> **THE TASK**: Go through the records and report each line holding the string "LoginResponse".

START SUPPLIED DATA

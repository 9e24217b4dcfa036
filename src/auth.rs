//! Session lifecycle operations for the Shortly API
//!
//! Login is the only operation that mints a credential pair; everything
//! after that rides on the client's transparent refresh. The service writes
//! the pair into the client's credential store so subsequent calls pick it
//! up, same as the web app dropping its two cookies.

use std::sync::Arc;
use tracing::debug;
use validator::Validate;

use shortly_protocol::{
    ForgotPasswordRequest, LoginRequest, LoginResponse, RegisterRequest, ResetPasswordRequest,
    UserProfile, VerifyEmailRequest,
};

use crate::client::ApiClient;
use crate::error::Result;
use crate::guard;
use crate::store::CredentialPair;

/// Snapshot of the session shown by `shortly status`
#[derive(Debug)]
pub struct AuthStatus {
    pub authenticated: bool,
    pub user: Option<UserProfile>,
    /// Why the profile could not be fetched, when it could not
    pub server_message: Option<String>,
}

/// Authentication service
#[derive(Debug)]
pub struct AuthService {
    client: Arc<ApiClient>,
}

impl AuthService {
    pub fn new(client: Arc<ApiClient>) -> Self {
        Self { client }
    }

    pub fn client(&self) -> &Arc<ApiClient> {
        &self.client
    }

    /// Sign in with email and password and persist the issued pair
    pub async fn login(&self, email: String, password: String) -> Result<LoginResponse> {
        let request = LoginRequest {
            email,
            password,
            remember_me: true,
        };
        request.validate()?;

        // While the login call is in flight we are, for 401 purposes, on the
        // login page: a rejection must surface, not spin the refresh flow.
        self.client.set_current_route(guard::LOGIN_ROUTE);
        let outcome = self
            .client
            .post::<LoginRequest, LoginResponse>("/auth/login", &request)
            .await;
        self.client.clear_current_route();

        let response = outcome?;
        self.client.store().write(CredentialPair::new(
            response.access_token.clone(),
            response.refresh_token.clone(),
        ))?;
        debug!(user = %response.user.email, "signed in");

        Ok(response)
    }

    /// Create an account; the backend sends a verification email
    pub async fn register(&self, request: RegisterRequest) -> Result<()> {
        request.validate()?;
        let _: serde_json::Value = self.client.post("/auth/register", &request).await?;
        Ok(())
    }

    /// Ask for a password reset email
    pub async fn forgot_password(&self, email: String) -> Result<()> {
        let request = ForgotPasswordRequest { email };
        request.validate()?;
        let _: serde_json::Value = self.client.post("/auth/forgot-password", &request).await?;
        Ok(())
    }

    /// Complete a password reset with the emailed token
    pub async fn reset_password(&self, token: String, password: String) -> Result<()> {
        let request = ResetPasswordRequest { token, password };
        request.validate()?;
        let _: serde_json::Value = self.client.post("/auth/reset-password", &request).await?;
        Ok(())
    }

    /// Confirm an email address with the emailed token
    pub async fn verify_email(&self, token: String) -> Result<()> {
        let request = VerifyEmailRequest { token };
        request.validate()?;
        let _: serde_json::Value = self.client.post("/auth/verify-email", &request).await?;
        Ok(())
    }

    /// Fetch the signed-in user's profile
    pub async fn profile(&self) -> Result<UserProfile> {
        self.client.get("/users/profile").await
    }

    /// End the session: tell the backend (best effort) and drop the pair
    pub async fn logout(&self) -> Result<()> {
        if self.client.is_authenticated() {
            let _ = self
                .client
                .post::<serde_json::Value, serde_json::Value>(
                    "/auth/logout",
                    &serde_json::json!({}),
                )
                .await;
        }

        self.client.store().clear()?;
        Ok(())
    }

    /// Summarize the session for the status card
    pub async fn status(&self) -> AuthStatus {
        if !self.client.is_authenticated() {
            let has_refresh = self
                .client
                .store()
                .read()
                .is_some_and(|credentials| credentials.refresh_token().is_some());
            // A live refresh token still counts: the next call renews it.
            if !has_refresh {
                return AuthStatus {
                    authenticated: false,
                    user: None,
                    server_message: None,
                };
            }
        }

        match self.profile().await {
            Ok(user) => AuthStatus {
                authenticated: true,
                user: Some(user),
                server_message: None,
            },
            Err(err) if err.is_session_expired() => AuthStatus {
                authenticated: false,
                user: None,
                server_message: None,
            },
            Err(err) => AuthStatus {
                authenticated: true,
                user: None,
                server_message: Some(err.to_string()),
            },
        }
    }
}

END SUPPLIED DATA

> **ANSWER SECTION**:
    ForgotPasswordRequest, LoginRequest, LoginResponse, RegisterRequest, ResetPasswordRequest,
    pub async fn login(&self, email: String, password: String) -> Result<LoginResponse> {
            .post::<LoginRequest, LoginResponse>("/auth/login", &request)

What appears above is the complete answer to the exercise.